For democracy to thrive in Liberia, the Liberian government must proactively engage in the provision of quality public education and other gender-responsive public services as critical components of its push to reduce inequalities and uplift Liberians out of poverty. The state’s response to the Monrovia Consolidation School System students’ October 15 protest will fuel tensions that will threaten the very state’s commitment to sustain peace.
Today, we witnessed protests staged by students from public schools end up violent, with reported injuries sustained. We strongly condemn all acts of violence demonstrated during the protests and subsequent engagement with the police. While we do not condone acts of violence in civic engagement and we recognize that the police and other state functionaries have a duty to maintain peace and order, the disproportionate use of force on primary and high school students is inappropriate in state’s response to citizens’ demands for actions.
We trust that those injured have received proper and immediate medical attention and that the government will move to address the demands around compensation for instructors and engage with reviewing the capacity, standards, and protocols for the police for its response to protests, including strengthening public engagement.
These events are increasingly symptomatic of the breakdown of the social contract between the government in its obligation as the duty bearer to fulfil people’s socio-economic and political rights. To sustain peace, the Liberian government must recognize its obligation to uphold people’s rights to education as enshrined in the Education Law with regards to free and compulsory primary education and Pillar One (Power to the People) of its own Pro-Poor Agenda for Transformation (PAPD).
While all stakeholders appreciate the government’s budgetary constraints, financing public services such as education and healthcare should remain a top priority if Liberia is to maintain the development trajectory projected at 4.7 percent (real GDP) by the African Development Bank.

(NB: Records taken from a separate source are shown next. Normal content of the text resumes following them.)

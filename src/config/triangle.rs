//! Triangle command configuration

use crate::cli::OutputFormat;

/// Configuration for the triangle command
#[derive(Debug, Clone)]
pub struct TriangleConfig {
    /// Number of rows to generate
    pub rows: usize,
    /// Output format for the report
    pub format: OutputFormat,
}

impl TriangleConfig {
    pub fn builder() -> TriangleConfigBuilder {
        TriangleConfigBuilder::new()
    }
}

#[derive(Default)]
pub struct TriangleConfigBuilder {
    rows: Option<usize>,
    format: Option<OutputFormat>,
}

impl TriangleConfigBuilder {
    pub fn new() -> Self {
        Self {
            rows: None,
            format: None,
        }
    }

    pub fn with_rows(mut self, rows: usize) -> Self {
        self.rows = Some(rows);
        self
    }

    pub fn with_format(mut self, format: OutputFormat) -> Self {
        self.format = Some(format);
        self
    }
}

impl crate::common::ConfigBuilder for TriangleConfigBuilder {
    type Config = TriangleConfig;

    fn build(self) -> Result<Self::Config, crate::error::ChalkboardError> {
        Ok(TriangleConfig {
            rows: self.rows.ok_or_else(|| {
                crate::error::ChalkboardError::ConfigurationError {
                    message: "Missing required field: rows".to_string(),
                }
            })?,
            format: self.format.ok_or_else(|| {
                crate::error::ChalkboardError::ConfigurationError {
                    message: "Missing required field: format".to_string(),
                }
            })?,
        })
    }
}
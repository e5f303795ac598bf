//! Report generation modules for different output formats
//!
//! This module contains report generators for the supported formats:
//! - human: styled console output, one rendering per walkthrough
//! - json: JSON format for programmatic use
//!
//! Each walkthrough has a small outcome type pairing the inputs with the
//! computed result; generators implement [`ReportGenerator`] per outcome.

pub mod human;
pub mod json;

use crate::core::CycleResult;
use crate::error::ChalkboardError;
use crate::list::LinkedList;

/// Common trait for all report generators
pub trait ReportGenerator<S> {
    /// Generate a report from a walkthrough outcome
    fn generate_report(&self, subject: &S) -> Result<String, ChalkboardError>;
}

/// Outcome of a chase run: the list that was built and what the detector
/// found in it
#[derive(Debug, Clone)]
pub struct ChaseOutcome {
    pub list: LinkedList,
    pub result: CycleResult,
}

/// Outcome of a triangle run
#[derive(Debug, Clone)]
pub struct TriangleOutcome {
    pub rows: Vec<Vec<u64>>,
}

/// Outcome of a zeros run, including the per-power terms that sum to the
/// total
#[derive(Debug, Clone)]
pub struct ZerosOutcome {
    pub n: u64,
    pub zeros: u64,
    pub terms: Vec<u64>,
}

// Re-export for convenience
pub use human::HumanReportGenerator;
pub use json::JsonReportGenerator;
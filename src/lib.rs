//! # Chalkboard - Classic Algorithm Walkthroughs in Your Terminal
//!
//! Chalkboard demonstrates three textbook algorithms the way they are drawn
//! on a classroom board: linked-list cycle detection with Floyd's tortoise
//! and hare, Pascal's triangle generation, and counting the trailing zeros
//! of a factorial.
//!
//! ## Main Components
//!
//! - **List**: Builds arena-backed singly linked lists, optionally closing
//!   the tail into a cycle
//! - **Detector**: Implements two-phase Floyd cycle detection
//! - **Sequences**: The Pascal's-triangle and trailing-zeros collaborators
//! - **Reports**: Generates human-readable and machine-readable reports
//!
//! ## Usage
//!
//! ### Example: Detecting a Cycle in a Hand-Built List
//!
//! ```
//! use chalkboard::detector::CycleDetector;
//! use chalkboard::list::LinkedList;
//!
//! // A rho-shaped list: 3 → 2 → 0 → -4, with the tail linking back to
//! // index 1
//! let list = LinkedList::build(&[3, 2, 0, -4], Some(1));
//!
//! let result = CycleDetector::new().detect(&list);
//!
//! assert!(result.detected);
//! assert_eq!(result.entry_value, Some(2));
//! assert_eq!(result.entry_position, Some(1));
//! ```
//!
//! ### Example: Reporting on a Randomized Demo List
//!
//! ```
//! use chalkboard::demo;
//! use chalkboard::detector::CycleDetector;
//! use chalkboard::list::LinkedList;
//! use chalkboard::reports::{ChaseOutcome, JsonReportGenerator, ReportGenerator};
//!
//! # fn main() -> miette::Result<()> {
//! // Five nodes with values in [-9, 9]; a cycle on a coin flip
//! let input = demo::sample(&mut demo::demo_rng(Some(42)));
//! let list = LinkedList::build(&input.values, input.cycle_index);
//!
//! let result = CycleDetector::new().detect(&list);
//!
//! let generator = JsonReportGenerator::new();
//! let report = generator.generate_report(&ChaseOutcome { list, result })?;
//! println!("{report}");
//! # Ok(())
//! # }
//! ```
//!
//! ### Example: The Supporting Sequences
//!
//! ```
//! use chalkboard::sequences::{factorial, pascal};
//!
//! # fn main() -> miette::Result<()> {
//! let triangle = pascal::rows(5);
//! assert_eq!(triangle[4], vec![1, 4, 6, 4, 1]);
//!
//! let zeros = factorial::trailing_zeros(100)?;
//! assert_eq!(zeros, 24);
//! # Ok(())
//! # }
//! ```

// Private modules
mod constants;
mod utils;

// Public modules
pub mod cli;
pub mod commands;
pub mod common;
pub mod config;
pub mod core;
pub mod demo;
pub mod detector;
pub mod error;
pub mod executors;
pub mod list;
pub mod reports;
pub mod sequences;

// Main entry point for the library
pub fn run() -> miette::Result<()> {
    use clap::Parser;

    use crate::cli::Cli;
    use crate::commands::execute_command;

    let cli = Cli::parse();

    execute_command(cli.command)
}
//! Chase command configuration

use crate::cli::OutputFormat;

/// Configuration for the chase command
///
/// When `values` is absent the executor samples the randomized demo list;
/// `cycle_index` and `seed` only apply to their respective input modes.
#[derive(Debug, Clone)]
pub struct ChaseConfig {
    /// Explicit node values (randomized demo list when absent)
    pub values: Option<Vec<i64>>,
    /// Index the tail links back to; out-of-range means no cycle
    pub cycle_index: Option<usize>,
    /// Seed for the demo list sampler
    pub seed: Option<u64>,
    /// Output format for the report
    pub format: OutputFormat,
}

impl ChaseConfig {
    pub fn builder() -> ChaseConfigBuilder {
        ChaseConfigBuilder::new()
    }
}

#[derive(Default)]
pub struct ChaseConfigBuilder {
    values: Option<Option<Vec<i64>>>,
    cycle_index: Option<Option<usize>>,
    seed: Option<Option<u64>>,
    format: Option<OutputFormat>,
}

impl ChaseConfigBuilder {
    pub fn new() -> Self {
        Self {
            values: None,
            cycle_index: None,
            seed: None,
            format: None,
        }
    }

    pub fn with_values(mut self, values: Option<Vec<i64>>) -> Self {
        self.values = Some(values);
        self
    }

    pub fn with_cycle_index(mut self, cycle_index: Option<usize>) -> Self {
        self.cycle_index = Some(cycle_index);
        self
    }

    pub fn with_seed(mut self, seed: Option<u64>) -> Self {
        self.seed = Some(seed);
        self
    }

    pub fn with_format(mut self, format: OutputFormat) -> Self {
        self.format = Some(format);
        self
    }
}

impl crate::common::ConfigBuilder for ChaseConfigBuilder {
    type Config = ChaseConfig;

    fn build(self) -> Result<Self::Config, crate::error::ChalkboardError> {
        Ok(ChaseConfig {
            values: self.values.ok_or_else(|| {
                crate::error::ChalkboardError::ConfigurationError {
                    message: "Missing required field: values".to_string(),
                }
            })?,
            cycle_index: self.cycle_index.ok_or_else(|| {
                crate::error::ChalkboardError::ConfigurationError {
                    message: "Missing required field: cycle_index".to_string(),
                }
            })?,
            seed: self.seed.ok_or_else(|| {
                crate::error::ChalkboardError::ConfigurationError {
                    message: "Missing required field: seed".to_string(),
                }
            })?,
            format: self.format.ok_or_else(|| {
                crate::error::ChalkboardError::ConfigurationError {
                    message: "Missing required field: format".to_string(),
                }
            })?,
        })
    }
}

Compensation of aggrieved teachers can address immediate demands to enable students to return to schools, however continually shrinking public investments and the austerity measures proposed by the International Monetary Fund will negatively impact the government’s ability to uphold its social contract with citizens. The government must recognize that the current poor status of the education system in Liberia is anchored to past, proposed and ongoing economic policies and frameworks.
This extends beyond salary harmonization to the expansion of the controversial Partnership Schools for Liberia program by Ministry of Education, now rebranded as the Liberia Education Advancement Program despite legitimate evidence and concerns over its performance, impact and sustainability and structural reforms that ensure that students have access to adequate instructors who are duly capacitated, remunerated and supported.
The current austerity measures being touted by the International Monetary Fund and the government are not fail-safe, and at the end of the day, people in most need are experiencing negative consequences of these measures. At the end of these measures are young men, women, and children who rely on these very services (education, health, etc.) to be able to realize their full potential as citizens. International Monetary Fund recommendations devoid of the state’s investment in the public sector will continue to fuel political tensions and lead to more civil unrest and instability.
We are calling on the government to recognize that education improves the degree of citizens’ participation in affairs concerning their country. Moreover, young people, as seen today, are at the core of our ability to secure peace in Liberia. Their frustration around issues of access to quality education and high employment coupled with perceptions of exclusion contribute to young people seeking various means to express their dissatisfaction.
The reported excessive use of force on students will further stigmatize young people’s ability and right to assemble to voice concerns and make demands on socio-economic issues that affect them. No citizen of Liberia should have to protest for the right to learn, to be taught, and or to take a test. No student should have to go to school and wonder if a teacher will show up in class.
President George M. Weah came to power on a wave of popular sentiment demanding change. One of these changes is the Liberian education system and how many Liberian children will have access to quality public education and the opportunity to a better life. Increased public financing (at minimum 20 percent) is therefore critical to begin to address the under-resourcing of the public school system, provide long term relief to the sector and students, promote inclusive development and sustain the fragile and critical peace for all Liberians.